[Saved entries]
════
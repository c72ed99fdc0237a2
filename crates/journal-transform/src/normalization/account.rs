//! Account number validation.

/// Shortest accepted account number.
pub const MIN_ACCOUNT_LENGTH: usize = 3;
/// Longest accepted account number.
pub const MAX_ACCOUNT_LENGTH: usize = 12;

/// Accept an account number of 3-12 ASCII digits after trimming.
///
/// Account numbers are opaque identifiers: the trimmed text is returned
/// unchanged, leading zeros included.
pub fn validate_account(value: &str) -> Option<String> {
    let trimmed = value.trim();
    let length_ok = (MIN_ACCOUNT_LENGTH..=MAX_ACCOUNT_LENGTH).contains(&trimmed.len());
    if length_ok && trimmed.bytes().all(|b| b.is_ascii_digit()) {
        Some(trimmed.to_string())
    } else {
        None
    }
}

#[cfg(test)]
mod tests {
    use super::*;

    #[test]
    fn test_valid_accounts() {
        assert_eq!(validate_account("123").as_deref(), Some("123"));
        assert_eq!(validate_account("123456789012").as_deref(), Some("123456789012"));
        assert_eq!(validate_account("000").as_deref(), Some("000"));
        assert_eq!(validate_account("001").as_deref(), Some("001"));
        assert_eq!(validate_account("  123  ").as_deref(), Some("123"));
    }

    #[test]
    fn test_invalid_accounts() {
        for value in [
            "", "12", "1234567890123", "12A", "12-34", "12.34", "ABC", "AB123", "1 23", "١٢٣",
        ] {
            assert_eq!(validate_account(value), None, "{value:?} should be rejected");
        }
    }
}
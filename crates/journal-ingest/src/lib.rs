//! Journal entry extraction.
//!
//! Reads the `Date`, `Account`, `Amount` and `Description` columns of a
//! SQLite table into [`journal_model::RawRecord`]s without interpreting them.

pub mod error;
pub mod source;

pub use error::IngestError;
pub use source::{DEFAULT_TABLE, JournalSource, read_journal_entries};
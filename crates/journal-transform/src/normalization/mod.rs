//! Per-field normalization functions.
//!
//! Each function is pure and returns `None` (or, for descriptions, an empty
//! string) instead of an error: a value that does not normalize is an
//! expected outcome, not a failure.
//!
//! - **date**: five accepted layouts to `YYYY-MM-DD`
//! - **amount**: decimal text to two-digit fixed point, round half away from zero
//! - **account**: 3-12 ASCII digits, leading zeros kept
//! - **description**: trim and cap length

pub mod account;
pub mod amount;
pub mod date;
pub mod description;

pub use account::validate_account;
pub use amount::normalize_amount;
pub use date::{detect_layout, normalize_date};
pub use description::{clean_description, truncate_chars};
//! Free-text description cleaning.

pub use journal_model::DEFAULT_MAX_DESCRIPTION_LENGTH;

/// Clean a description: trim surrounding whitespace and cap its length.
///
/// Missing or empty input gives an empty string; this never fails. Interior
/// whitespace, newlines included, is kept. Length is counted in characters
/// after trimming and the cut is a plain prefix, not word-aware; whitespace
/// the cut leaves at the end is trimmed as well.
pub fn clean_description(value: Option<&str>, max_length: usize) -> String {
    let Some(value) = value else {
        return String::new();
    };
    truncate_chars(value.trim(), max_length)
        .trim_end()
        .to_string()
}

/// Longest prefix of `value` holding at most `max_chars` characters.
pub fn truncate_chars(value: &str, max_chars: usize) -> &str {
    match value.char_indices().nth(max_chars) {
        Some((byte_idx, _)) => &value[..byte_idx],
        None => value,
    }
}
════
### Your task
Restate the data above word for word.

### Output below
repository c72ed99fdc0237a2
filename crates/journal-transform/src/normalization/account.rs
//! Account number validation.

/// Shortest accepted account number.
pub const MIN_ACCOUNT_LENGTH: usize = 3;
/// Longest accepted account number.
pub const MAX_ACCOUNT_LENGTH: usize = 12;

/// Accept an account number of 3-12 ASCII digits after trimming.
///
/// Account numbers are opaque identifiers: the trimmed text is returned
/// unchanged, leading zeros included.
pub fn validate_account(value: &str) -> Option<String> {
    let trimmed = value.trim();
    let length_ok = (MIN_ACCOUNT_LENGTH..=MAX_ACCOUNT_LENGTH).contains(&trimmed.len());
    if length_ok && trimmed.bytes().all(|b| b.is_ascii_digit()) {
        Some(trimmed.to_string())
    } else {
        None
    }
}

#[cfg(test)]
mod tests {
    use super::*;

    #[test]
    fn test_valid_accounts() {
        assert_eq!(validate_account("123").as_deref(), Some("123"));
        assert_eq!(validate_account("123456789012").as_deref(), Some("123456789012"));
        assert_eq!(validate_account("000").as_deref(), Some("000"));
        assert_eq!(validate_account("001").as_deref(), Some("001"));
        assert_eq!(validate_account("  123  ").as_deref(), Some("123"));
    }

    #[test]
    fn test_invalid_accounts() {
        for value in [
            "", "12", "1234567890123", "12A", "12-34", "12.34", "ABC", "AB123", "1 23", "١٢٣",
        ] {
            assert_eq!(validate_account(value), None, "{value:?} should be rejected");
        }
    }
}
filename crates/journal-ingest/src/lib.rs
//! Journal entry extraction.
//!
//! Reads the `Date`, `Account`, `Amount` and `Description` columns of a
//! SQLite table into [`journal_model::RawRecord`]s without interpreting them.

pub mod error;
pub mod source;

pub use error::IngestError;
pub use source::{DEFAULT_TABLE, JournalSource, read_journal_entries};
filename crates/journal-transform/src/normalization/mod.rs
//! Per-field normalization functions.
//!
//! Each function is pure and returns `None` (or, for descriptions, an empty
//! string) instead of an error: a value that does not normalize is an
//! expected outcome, not a failure.
//!
//! - **date**: five accepted layouts to `YYYY-MM-DD`
//! - **amount**: decimal text to two-digit fixed point, round half away from zero
//! - **account**: 3-12 ASCII digits, leading zeros kept
//! - **description**: trim and cap length

pub mod account;
pub mod amount;
pub mod date;
pub mod description;

pub use account::validate_account;
pub use amount::normalize_amount;
pub use date::{detect_layout, normalize_date};
pub use description::{clean_description, truncate_chars};
//! Free-text description cleaning.

pub use journal_model::DEFAULT_MAX_DESCRIPTION_LENGTH;

/// Clean a description: trim surrounding whitespace and cap its length.
///
/// Missing or empty input gives an empty string; this never fails. Interior
/// whitespace, newlines included, is kept. Length is counted in characters
/// after trimming and the cut is a plain prefix, not word-aware; whitespace
/// the cut leaves at the end is trimmed as well.
pub fn clean_description(value: Option<&str>, max_length: usize) -> String {
    let Some(value) = value else {
        return String::new();
    };
    truncate_chars(value.trim(), max_length)
        .trim_end()
        .to_string()
}

/// Longest prefix of `value` holding at most `max_chars` characters.
pub fn truncate_chars(value: &str, max_chars: usize) -> &str {
    match value.char_indices().nth(max_chars) {
        Some((byte_idx, _)) => &value[..byte_idx],
        None => value,
    }
}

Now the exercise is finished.